TASK ITEM
Please copy the lines below exactly, from the first one through the line showing "from the feature".
"""
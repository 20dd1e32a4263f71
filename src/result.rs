//! Raw per-frame detection results and the Execute body decoder.
//!
//! The Execute response body has no per-field tags: which sub-records are
//! present, and how wide each one is, follows entirely from the feature
//! bitmask that was sent with the command. Decoding walks a cursor through
//! the fixed declared order: bodies, hands, faces, and per face the
//! attribute records in bit order. Decoding with the wrong flags
//! misinterprets every byte after the first divergence, so any mismatch is
//! a protocol fault, never a best-effort recovery.

use serde::{Deserialize, Serialize};

use crate::error::ProtocolFault;
use crate::wire::{FeatureFlags, MAX_DETECTIONS};

/// Position, size and confidence shared by body, hand and face detections.
///
/// Wire values are unsigned 16-bit; the fields are wider so stabilized
/// results (which come back as full integers) fit the same shape.
#[derive(Clone, Copy, Debug, Default, PartialEq, Eq, Serialize, Deserialize)]
pub struct DetectionResult {
    pub x: i32,
    pub y: i32,
    pub size: i32,
    pub confidence: i32,
}

/// Face pose estimate. Left-right and up-down angles and roll in degrees.
#[derive(Clone, Copy, Debug, PartialEq, Eq, Serialize, Deserialize)]
pub struct DirectionResult {
    pub lr: i16,
    pub ud: i16,
    pub roll: i16,
    pub confidence: u16,
}

/// Age estimate in years; [`crate::wire::EST_NOT_POSSIBLE`] when the
/// device could not estimate.
#[derive(Clone, Copy, Debug, PartialEq, Eq, Serialize, Deserialize)]
pub struct AgeResult {
    pub age: i8,
    pub confidence: i16,
}

/// Gender estimate: 0 female, 1 male, or the not-possible sentinel.
#[derive(Clone, Copy, Debug, PartialEq, Eq, Serialize, Deserialize)]
pub struct GenderResult {
    pub gender: i8,
    pub confidence: i16,
}

/// Gaze angles in degrees relative to the face direction.
#[derive(Clone, Copy, Debug, PartialEq, Eq, Serialize, Deserialize)]
pub struct GazeResult {
    pub lr: i8,
    pub ud: i8,
}

/// Eye openness, per eye, 1-1000 (1 fully open, 1000 fully closed).
#[derive(Clone, Copy, Debug, PartialEq, Eq, Serialize, Deserialize)]
pub struct BlinkResult {
    pub left: i16,
    pub right: i16,
}

/// Five expression scores (summing to 100) plus a negative-positive degree.
#[derive(Clone, Copy, Debug, PartialEq, Eq, Serialize, Deserialize)]
pub struct ExpressionResult {
    pub neutral: i8,
    pub happiness: i8,
    pub surprise: i8,
    pub anger: i8,
    pub sadness: i8,
    pub neg_pos: i8,
}

/// Recognition outcome: matched user id (or a sentinel) and match score.
#[derive(Clone, Copy, Debug, PartialEq, Eq, Serialize, Deserialize)]
pub struct RecognitionResult {
    pub user_id: i16,
    pub score: i16,
}

/// One detected face with whatever attribute estimates were requested.
///
/// `None` means the estimator did not run (flag unset), as distinct from an
/// estimate that ran and reported the not-possible sentinel.
#[derive(Clone, Copy, Debug, Default, PartialEq, Eq, Serialize, Deserialize)]
pub struct FaceResult {
    pub detection: DetectionResult,
    pub direction: Option<DirectionResult>,
    pub age: Option<AgeResult>,
    pub gender: Option<GenderResult>,
    pub gaze: Option<GazeResult>,
    pub blink: Option<BlinkResult>,
    pub expression: Option<ExpressionResult>,
    pub recognition: Option<RecognitionResult>,
}

/// Everything the device detected in one frame, before stabilization.
#[derive(Clone, Debug, Default, PartialEq, Eq, Serialize, Deserialize)]
pub struct FrameResult {
    pub bodies: Vec<DetectionResult>,
    pub hands: Vec<DetectionResult>,
    pub faces: Vec<FaceResult>,
}

struct Cursor<'a> {
    buf: &'a [u8],
    pos: usize,
}

impl<'a> Cursor<'a> {
    fn new(buf: &'a [u8]) -> Self {
        Self { buf, pos: 0 }
    }

    fn take(&mut self, n: usize, what: &'static str) -> Result<&'a [u8], ProtocolFault> {
        if self.pos + n > self.buf.len() {
            return Err(ProtocolFault::Malformed(what));
        }
        let slice = &self.buf[self.pos..self.pos + n];
        self.pos += n;
        Ok(slice)
    }

    fn u8(&mut self, what: &'static str) -> Result<u8, ProtocolFault> {
        Ok(self.take(1, what)?[0])
    }

    fn i8(&mut self, what: &'static str) -> Result<i8, ProtocolFault> {
        Ok(self.take(1, what)?[0] as i8)
    }

    fn u16(&mut self, what: &'static str) -> Result<u16, ProtocolFault> {
        let b = self.take(2, what)?;
        Ok(u16::from_le_bytes([b[0], b[1]]))
    }

    fn i16(&mut self, what: &'static str) -> Result<i16, ProtocolFault> {
        let b = self.take(2, what)?;
        Ok(i16::from_le_bytes([b[0], b[1]]))
    }
}

/// Decodes an Execute response body into a [`FrameResult`].
///
/// Returns the result and the number of bytes consumed, which the caller
/// checks against the declared body length (the remainder, if any, is the
/// trailing output image).
pub fn decode(
    flags: FeatureFlags,
    body: &[u8],
) -> Result<(FrameResult, usize), ProtocolFault> {
    let mut cur = Cursor::new(body);
    let body_count = cur.u8("body count")? as usize;
    let hand_count = cur.u8("hand count")? as usize;
    let face_count = cur.u8("face count")? as usize;
    cur.u8("reserved header byte")?;

    for (count, what) in [
        (body_count, "body count"),
        (hand_count, "hand count"),
        (face_count, "face count"),
    ] {
        if count > MAX_DETECTIONS {
            return Err(ProtocolFault::Malformed(what));
        }
    }

    let mut result = FrameResult::default();

    for _ in 0..body_count {
        result.bodies.push(decode_detection(&mut cur, "body record")?);
    }
    for _ in 0..hand_count {
        result.hands.push(decode_detection(&mut cur, "hand record")?);
    }
    for _ in 0..face_count {
        result.faces.push(decode_face(flags, &mut cur)?);
    }

    log::debug!(
        "frame result: {} bodies, {} hands, {} faces ({} bytes)",
        body_count,
        hand_count,
        face_count,
        cur.pos
    );
    Ok((result, cur.pos))
}

fn decode_detection(
    cur: &mut Cursor<'_>,
    what: &'static str,
) -> Result<DetectionResult, ProtocolFault> {
    Ok(DetectionResult {
        x: cur.u16(what)? as i32,
        y: cur.u16(what)? as i32,
        size: cur.u16(what)? as i32,
        confidence: cur.u16(what)? as i32,
    })
}

fn decode_face(flags: FeatureFlags, cur: &mut Cursor<'_>) -> Result<FaceResult, ProtocolFault> {
    let mut face = FaceResult {
        detection: decode_detection(cur, "face record")?,
        ..FaceResult::default()
    };

    // Attribute records follow in bit order. Exactly the bits in `flags`
    // decide presence; no implication is applied at this layer.
    if flags.contains(FeatureFlags::DIRECTION) {
        face.direction = Some(DirectionResult {
            lr: cur.i16("direction record")?,
            ud: cur.i16("direction record")?,
            roll: cur.i16("direction record")?,
            confidence: cur.u16("direction record")?,
        });
    }
    if flags.contains(FeatureFlags::AGE) {
        face.age = Some(AgeResult {
            age: cur.i8("age record")?,
            confidence: cur.i16("age record")?,
        });
    }
    if flags.contains(FeatureFlags::GENDER) {
        face.gender = Some(GenderResult {
            gender: cur.i8("gender record")?,
            confidence: cur.i16("gender record")?,
        });
    }
    if flags.contains(FeatureFlags::GAZE) {
        face.gaze = Some(GazeResult {
            lr: cur.i8("gaze record")?,
            ud: cur.i8("gaze record")?,
        });
    }
    if flags.contains(FeatureFlags::BLINK) {
        face.blink = Some(BlinkResult {
            left: cur.i16("blink record")?,
            right: cur.i16("blink record")?,
        });
    }
    if flags.contains(FeatureFlags::EXPRESSION) {
        face.expression = Some(ExpressionResult {
            neutral: cur.i8("expression record")?,
            happiness: cur.i8("expression record")?,
            surprise: cur.i8("expression record")?,
            anger: cur.i8("expression record")?,
            sadness: cur.i8("expression record")?,
            neg_pos: cur.i8("expression record")?,
        });
    }
    if flags.contains(FeatureFlags::RECOGNITION) {
        face.recognition = Some(RecognitionResult {
            user_id: cur.i16("recognition record")?,
            score: cur.i16("recognition record")?,
        });
    }

    Ok(face)
}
"""
RESULT FOR THIS TASK
repository 20dd1e32a4263f71
filename src/result.rs
//! Raw per-frame detection results and the Execute body decoder.
//!
//! The Execute response body has no per-field tags: which sub-records are
//! present, and how wide each one is, follows entirely from the feature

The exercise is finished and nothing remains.